- Owl Ranch Owl Ranch
- Coordinates: 27°53′31″N 98°05′45″W﻿ / ﻿27.89194°N 98.09583°W
- Country: United States
- State: Texas
- County: Jim Wells

Area
- • Total: 0.742 sq mi (1.92 km^{2})
- • Land: 0.742 sq mi (1.92 km^{2})
- • Water: 0 sq mi (0 km^{2})
- Elevation: 285 ft (87 m)

Population (2020)
- • Total: 189
- • Density: 255/sq mi (98.3/km^{2})
- Time zone: UTC-6 (Central (CST))
- • Summer (DST): UTC-5 (CDT)
- Area code: 361
- GNIS feature ID: 2413654

= Owl Ranch, Texas =

Owl Ranch is an unincorporated community and census-designated place in Jim Wells County, Texas, United States.

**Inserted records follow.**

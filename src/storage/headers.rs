//! # On-Disk Header Definitions
//!
//! Two fixed headers frame everything h5lite stores: the superblock at the
//! base address and the header of the metadata block it points to.
//!
//! ## File Layout
//!
//! ```text
//! absolute 0        +----------------------+
//!                   | Userblock (optional) |  userblock_size zero bytes
//! base address      +----------------------+
//! relative 0        | Superblock (128B)    |  CRC-64 over bytes 0..120
//!                   +----------------------+
//! relative 128..    | Chunks, metadata     |  allocated out of EOA and the
//!                   | blocks, free ranges  |  free-space manager
//! relative EOA      +----------------------+
//! ```
//!
//! ## Superblock Layout
//!
//! ```text
//! Offset  Size  Field
//! 0       8     signature \x89H5L\r\n\x1a\n
//! 8       4     format version
//! 12      4     flags (bit 0 = SWMR writer active)
//! 16      8     userblock size
//! 24      1     offset size
//! 25      1     length size
//! 26      2     symbol-table leaf K
//! 28      2     symbol-table internal K
//! 30      2     reserved
//! 32      8     end of allocated space (EOA)
//! 40      8     metadata block address
//! 48      8     metadata block allocated size
//! 56      8     flush generation
//! 64      56    reserved
//! 120     8     CRC-64/ECMA-182 of bytes 0..120
//! ```
//!
//! ## Metadata Block Layout
//!
//! ```text
//! +--------------------+----------------+----------+-----------+
//! | MetaBlockHeader 28 | payload (len)  | CRC-64 8 | zero pad  |
//! +--------------------+----------------+----------+-----------+
//! ```
//!
//! The CRC covers header and payload. A reader that finds a mismatch has
//! raced a writer and retries.
//!
//! ## Endianness
//!
//! All multi-byte fields are little-endian zerocopy wrappers; accessors are
//! generated by `le_accessors!`.

use crc::{Crc, CRC_64_ECMA_182};
use eyre::{ensure, Result};
use zerocopy::little_endian::{U16, U32, U64};
use zerocopy::{FromBytes, Immutable, IntoBytes, KnownLayout, Unaligned};

use crate::config::{
    FLAG_SWMR_WRITE, FORMAT_VERSION, METADATA_HEADER_SIZE, METADATA_MAGIC, METADATA_TRAILER_SIZE,
    SIGNATURE, SUPERBLOCK_CHECKSUM_OFFSET, SUPERBLOCK_SIZE,
};
use crate::error::H5Error;
use crate::le_accessors;

const CRC64: Crc<u64> = Crc::<u64>::new(&CRC_64_ECMA_182);

pub fn checksum(bytes: &[u8]) -> u64 {
    CRC64.checksum(bytes)
}

#[repr(C)]
#[derive(Debug, Clone, Copy, FromBytes, IntoBytes, Immutable, KnownLayout, Unaligned)]
pub struct Superblock {
    signature: [u8; 8],
    version: U32,
    flags: U32,
    userblock_size: U64,
    offset_size: u8,
    length_size: u8,
    sym_leaf_k: U16,
    sym_internal_k: U16,
    reserved0: [u8; 2],
    eoa: U64,
    metadata_addr: U64,
    metadata_size: U64,
    generation: U64,
    reserved1: [u8; 56],
    checksum: U64,
}

const _: () = assert!(std::mem::size_of::<Superblock>() == SUPERBLOCK_SIZE);

impl Superblock {
    pub fn new(
        userblock_size: u64,
        offset_size: u8,
        length_size: u8,
        sym_leaf_k: u16,
        sym_internal_k: u16,
    ) -> Self {
        Self {
            signature: SIGNATURE,
            version: U32::new(FORMAT_VERSION),
            flags: U32::new(0),
            userblock_size: U64::new(userblock_size),
            offset_size,
            length_size,
            sym_leaf_k: U16::new(sym_leaf_k),
            sym_internal_k: U16::new(sym_internal_k),
            reserved0: [0; 2],
            eoa: U64::new(0),
            metadata_addr: U64::new(0),
            metadata_size: U64::new(0),
            generation: U64::new(0),
            reserved1: [0; 56],
            checksum: U64::new(0),
        }
    }

    /// Parses and validates a superblock. Signature, version and checksum
    /// failures are all reported as `Corrupt`.
    pub fn from_bytes(bytes: &[u8]) -> Result<Self> {
        ensure!(
            bytes.len() >= SUPERBLOCK_SIZE,
            H5Error::Corrupt(format!(
                "superblock truncated: {} < {} bytes",
                bytes.len(),
                SUPERBLOCK_SIZE
            ))
        );
        let raw = &bytes[..SUPERBLOCK_SIZE];
        let sb = Self::read_from_bytes(raw)
            .map_err(|e| H5Error::Corrupt(format!("failed to parse superblock: {:?}", e)))?;

        ensure!(
            sb.signature == SIGNATURE,
            H5Error::Corrupt("bad superblock signature".to_string())
        );
        ensure!(
            sb.version() == FORMAT_VERSION,
            H5Error::Corrupt(format!(
                "unsupported format version {} (expected {})",
                sb.version(),
                FORMAT_VERSION
            ))
        );
        let expected = checksum(&raw[..SUPERBLOCK_CHECKSUM_OFFSET]);
        ensure!(
            sb.checksum() == expected,
            H5Error::Corrupt(format!(
                "superblock checksum mismatch: stored {:#018x}, computed {:#018x}",
                sb.checksum(),
                expected
            ))
        );
        Ok(sb)
    }

    /// Serializes with a freshly computed checksum.
    pub fn to_bytes(&self) -> [u8; SUPERBLOCK_SIZE] {
        let mut sealed = *self;
        let sum = checksum(&self.as_bytes()[..SUPERBLOCK_CHECKSUM_OFFSET]);
        sealed.checksum = U64::new(sum);
        let mut out = [0u8; SUPERBLOCK_SIZE];
        out.copy_from_slice(sealed.as_bytes());
        out
    }

    le_accessors! {
        version: u32,
        flags: u32,
        userblock_size: u64,
        sym_leaf_k: u16,
        sym_internal_k: u16,
        eoa: u64,
        metadata_addr: u64,
        metadata_size: u64,
        generation: u64,
        checksum: u64,
    }

    pub fn offset_size(&self) -> u8 {
        self.offset_size
    }

    pub fn length_size(&self) -> u8 {
        self.length_size
    }

    pub fn swmr_write(&self) -> bool {
        self.flags() & FLAG_SWMR_WRITE != 0
    }

    pub fn set_swmr_write(&mut self, on: bool) {
        let flags = if on {
            self.flags() | FLAG_SWMR_WRITE
        } else {
            self.flags() & !FLAG_SWMR_WRITE
        };
        self.set_flags(flags);
    }
}

#[repr(C)]
#[derive(Debug, Clone, Copy, FromBytes, IntoBytes, Immutable, KnownLayout, Unaligned)]
pub struct MetaBlockHeader {
    magic: [u8; 8],
    version: U32,
    payload_len: U64,
    generation: U64,
}

const _: () = assert!(std::mem::size_of::<MetaBlockHeader>() == METADATA_HEADER_SIZE);

impl MetaBlockHeader {
    pub fn new(payload_len: u64, generation: u64) -> Self {
        Self {
            magic: METADATA_MAGIC,
            version: U32::new(FORMAT_VERSION),
            payload_len: U64::new(payload_len),
            generation: U64::new(generation),
        }
    }

    le_accessors! {
        version: u32,
        payload_len: u64,
        generation: u64,
    }
}

/// Bytes a metadata block with a payload of `payload_len` occupies before
/// padding.
pub fn metadata_block_len(payload_len: usize) -> usize {
    METADATA_HEADER_SIZE + payload_len + METADATA_TRAILER_SIZE
}

/// Frames `payload` as a metadata block, zero-padded to `allocated` bytes.
pub fn encode_metadata_block(payload: &[u8], generation: u64, allocated: usize) -> Result<Vec<u8>> {
    let used = metadata_block_len(payload.len());
    ensure!(
        used <= allocated,
        "metadata block needs {} bytes but only {} were allocated",
        used,
        allocated
    );

    let header = MetaBlockHeader::new(payload.len() as u64, generation);
    let mut out = Vec::with_capacity(allocated);
    out.extend_from_slice(header.as_bytes());
    out.extend_from_slice(payload);
    let sum = checksum(&out);
    out.extend_from_slice(&sum.to_le_bytes());
    out.resize(allocated, 0);
    Ok(out)
}

/// Validates a metadata block and returns its generation and payload.
pub fn decode_metadata_block(bytes: &[u8]) -> Result<(u64, &[u8])> {
    ensure!(
        bytes.len() >= METADATA_HEADER_SIZE + METADATA_TRAILER_SIZE,
        H5Error::Corrupt(format!("metadata block truncated: {} bytes", bytes.len()))
    );
    let header = MetaBlockHeader::read_from_bytes(&bytes[..METADATA_HEADER_SIZE])
        .map_err(|e| H5Error::Corrupt(format!("failed to parse metadata header: {:?}", e)))?;
    ensure!(
        header.magic == METADATA_MAGIC,
        H5Error::Corrupt("bad metadata block magic".to_string())
    );
    ensure!(
        header.version() == FORMAT_VERSION,
        H5Error::Corrupt(format!("unsupported metadata version {}", header.version()))
    );

    let payload_len = usize::try_from(header.payload_len())
        .map_err(|_| H5Error::Corrupt("metadata payload length overflows".to_string()))?;
    let end = METADATA_HEADER_SIZE
        .checked_add(payload_len)
        .filter(|&end| end + METADATA_TRAILER_SIZE <= bytes.len())
        .ok_or_else(|| {
            H5Error::Corrupt(format!(
                "metadata payload of {} bytes exceeds block of {} bytes",
                payload_len,
                bytes.len()
            ))
        })?;

    let mut stored = [0u8; 8];
    stored.copy_from_slice(&bytes[end..end + METADATA_TRAILER_SIZE]);
    let stored = u64::from_le_bytes(stored);
    let computed = checksum(&bytes[..end]);
    ensure!(
        stored == computed,
        H5Error::Corrupt(format!(
            "metadata checksum mismatch: stored {:#018x}, computed {:#018x}",
            stored, computed
        ))
    );

    Ok((header.generation(), &bytes[METADATA_HEADER_SIZE..end]))
}
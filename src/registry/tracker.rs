//! Object reference tracking: counts, listings and identifier introspection.

use eyre::Result;

use super::handle::{FileScope, HandleKind, Hid, ObjectMask};
use super::state::{HandleBody, State};
use super::Registry;
use crate::file::{CloseDegree, FileAccessProps};

fn matching(st: &State, scope: FileScope, mask: ObjectMask) -> Result<Vec<Hid>> {
    let phys = match scope {
        FileScope::All => None,
        FileScope::File(fid) => Some(st.phys_of(fid)?),
    };
    let mut out: Vec<Hid> = st
        .handles
        .iter()
        .filter(|(_, h)| mask.matches(h.kind))
        .filter(|(_, h)| phys.is_none() || h.phys == phys)
        .map(|(&hid, _)| hid)
        .collect();
    out.sort_unstable();
    Ok(out)
}

impl Registry {
    /// Live handles of the kinds in `mask`. Each identifier counts once,
    /// whatever its reference count.
    pub fn count_open_objects(&self, scope: FileScope, mask: ObjectMask) -> Result<usize> {
        let st = self.state.lock();
        Ok(matching(&st, scope, mask)?.len())
    }

    /// Up to `max` matching identifiers in creation order.
    pub fn open_object_ids(&self, scope: FileScope, mask: ObjectMask, max: usize) -> Result<Vec<Hid>> {
        let st = self.state.lock();
        let mut ids = matching(&st, scope, mask)?;
        ids.truncate(max);
        Ok(ids)
    }

    /// Returns a file handle for the file that owns `hid`, with one more
    /// reference the caller must close.
    ///
    /// A file handle returns itself. An object returns the file handle it
    /// was opened through if that is still live; otherwise a new logical
    /// handle is minted and becomes the object's origin.
    pub fn file_of(&self, hid: Hid) -> Result<Hid> {
        let mut st = self.state.lock();
        let entry = st.entry(hid)?;
        let (kind, writable, origin) = (entry.kind, entry.writable, entry.origin);
        if kind == HandleKind::File {
            st.entry_mut(hid)?.refs += 1;
            return Ok(hid);
        }
        let phys = st.phys_of(hid)?;
        let origin = origin.filter(|o| {
            st.handles
                .get(o)
                .is_some_and(|h| h.kind == HandleKind::File && h.phys == Some(phys))
        });

        if let Some(fid) = origin {
            st.entry_mut(fid)?.refs += 1;
            return Ok(fid);
        }
        let degree = CloseDegree::from(st.file(phys)?.degree());
        let access = FileAccessProps::new().close_degree(degree);
        let fid = st.mint_file_handle(phys, writable, access);
        st.entry_mut(hid)?.origin = Some(fid);
        Ok(fid)
    }

    pub fn handle_kind(&self, hid: Hid) -> Result<HandleKind> {
        Ok(self.state.lock().entry(hid)?.kind)
    }

    pub fn is_valid(&self, hid: Hid) -> bool {
        self.state.lock().handles.contains_key(&hid)
    }

    pub fn ref_count(&self, hid: Hid) -> Result<u32> {
        Ok(self.state.lock().entry(hid)?.refs)
    }

    /// Adds a reference; the matching close call drops it again.
    pub fn inc_ref(&self, hid: Hid) -> Result<u32> {
        let mut st = self.state.lock();
        let entry = st.entry_mut(hid)?;
        entry.refs += 1;
        Ok(entry.refs)
    }

    /// Path of the object behind a group, dataset or named datatype handle,
    /// or the object an attribute is attached to.
    pub fn object_path(&self, hid: Hid) -> Result<String> {
        let st = self.state.lock();
        let entry = st.entry(hid)?;
        Ok(match &entry.body {
            HandleBody::Attribute { object, .. } => object.clone(),
            _ => entry.path().unwrap_or(crate::file::ROOT).to_string(),
        })
    }
}

#[cfg(test)]
mod tests {
    use super::*;
    use crate::file::{CreateMode, FileCreateProps};
    use tempfile::tempdir;

    #[test]
    fn file_of_reuses_live_origin() {
        let dir = tempdir().unwrap();
        let reg = Registry::new();
        let fid = reg
            .create_file(
                dir.path().join("o.h5"),
                CreateMode::Truncate,
                &FileCreateProps::new(),
                &FileAccessProps::new(),
            )
            .unwrap();
        let gid = reg.create_group(fid, "g").unwrap();

        let owner = reg.file_of(gid).unwrap();

        assert_eq!(owner, fid);
        assert_eq!(reg.ref_count(fid).unwrap(), 2);
        reg.close_file(owner).unwrap();
        assert_eq!(reg.ref_count(fid).unwrap(), 1);
    }

    #[test]
    fn file_of_mints_after_weak_close() {
        let dir = tempdir().unwrap();
        let reg = Registry::new();
        let fid = reg
            .create_file(
                dir.path().join("w.h5"),
                CreateMode::Truncate,
                &FileCreateProps::new(),
                &FileAccessProps::new().close_degree(CloseDegree::Weak),
            )
            .unwrap();
        let gid = reg.create_group(fid, "g").unwrap();
        reg.close_file(fid).unwrap();

        let owner = reg.file_of(gid).unwrap();

        assert_ne!(owner, fid);
        assert_eq!(reg.handle_kind(owner).unwrap(), HandleKind::File);
        assert_eq!(reg.file_of(gid).unwrap(), owner);
        reg.close_file(owner).unwrap();
        reg.close_file(owner).unwrap();
        reg.close_group(gid).unwrap();
        assert_eq!(reg.open_file_count(), 0);
    }

    #[test]
    fn listing_truncates_to_capacity() {
        let dir = tempdir().unwrap();
        let reg = Registry::new();
        let fid = reg
            .create_file(
                dir.path().join("l.h5"),
                CreateMode::Truncate,
                &FileCreateProps::new(),
                &FileAccessProps::new(),
            )
            .unwrap();
        let a = reg.create_group(fid, "a").unwrap();
        let b = reg.create_group(fid, "b").unwrap();

        let all = reg.open_object_ids(FileScope::All, ObjectMask::ALL, 10).unwrap();
        let two = reg
            .open_object_ids(FileScope::File(fid), ObjectMask::ALL, 2)
            .unwrap();
        let groups = reg
            .count_open_objects(FileScope::File(fid), ObjectMask::GROUP)
            .unwrap();

        assert_eq!(all, vec![fid, a, b]);
        assert_eq!(two, vec![fid, a]);
        assert_eq!(groups, 2);
        assert_eq!(reg.object_path(b).unwrap(), "/b");
    }
}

As of the 2020 census, Owl Ranch had a population of 189. Prior to 2010, the community was grouped with nearby Amargosa as part of the Owl Ranch-Amargosa census-designated place.
==Geography==
According to the U.S. Census Bureau, the community has an area of 0.742 mi2, all land.

==Demographics==

Owl Ranch first appeared as census designated place in the 2010 U.S. census formed from part of the deleted Owl Ranch-Amargosa CDP.

Historical population
| Census | Pop. | Note | %± |
| 2010 | 225 |  | — |
| 2020 | 189 |  | −16.0% |
U.S. Decennial Census 1850–1900 1910 1920 1930 1940 1950 1960 1970 1980 1990 2000 2010 2020

===2020 census===

Owl Ranch CDP, Texas – Racial and ethnic composition Note: the US Census treats Hispanic/Latino as an ethnic category. This table excludes Latinos from the racial categories and assigns them to a separate category. Hispanics/Latinos may be of any race.
| Race / Ethnicity (NH = Non-Hispanic) | Pop 2010 | Pop 2020 | % 2010 | % 2020 |
|---|---|---|---|---|
| White alone (NH) | 5 | 12 | 2.22% | 6.35% |
| Black or African American alone (NH) | 0 | 3 | 0.00% | 1.59% |
| Native American or Alaska Native alone (NH) | 0 | 0 | 0.00% | 0.00% |
| Asian alone (NH) | 0 | 0 | 0.00% | 0.00% |
| Native Hawaiian or Pacific Islander alone (NH) | 0 | 0 | 0.00% | 0.00% |
| Other Race alone (NH) | 0 | 0 | 0.00% | 0.00% |
| Mixed race or Multiracial (NH) | 0 | 0 | 0.00% | 0.00% |
| Hispanic or Latino (any race) | 220 | 174 | 97.78% | 92.06% |
| Total | 225 | 189 | 100.00% | 100.00% |

==Education==
Owl Creek is located within the Alice Independent School District, which operates Alice High School.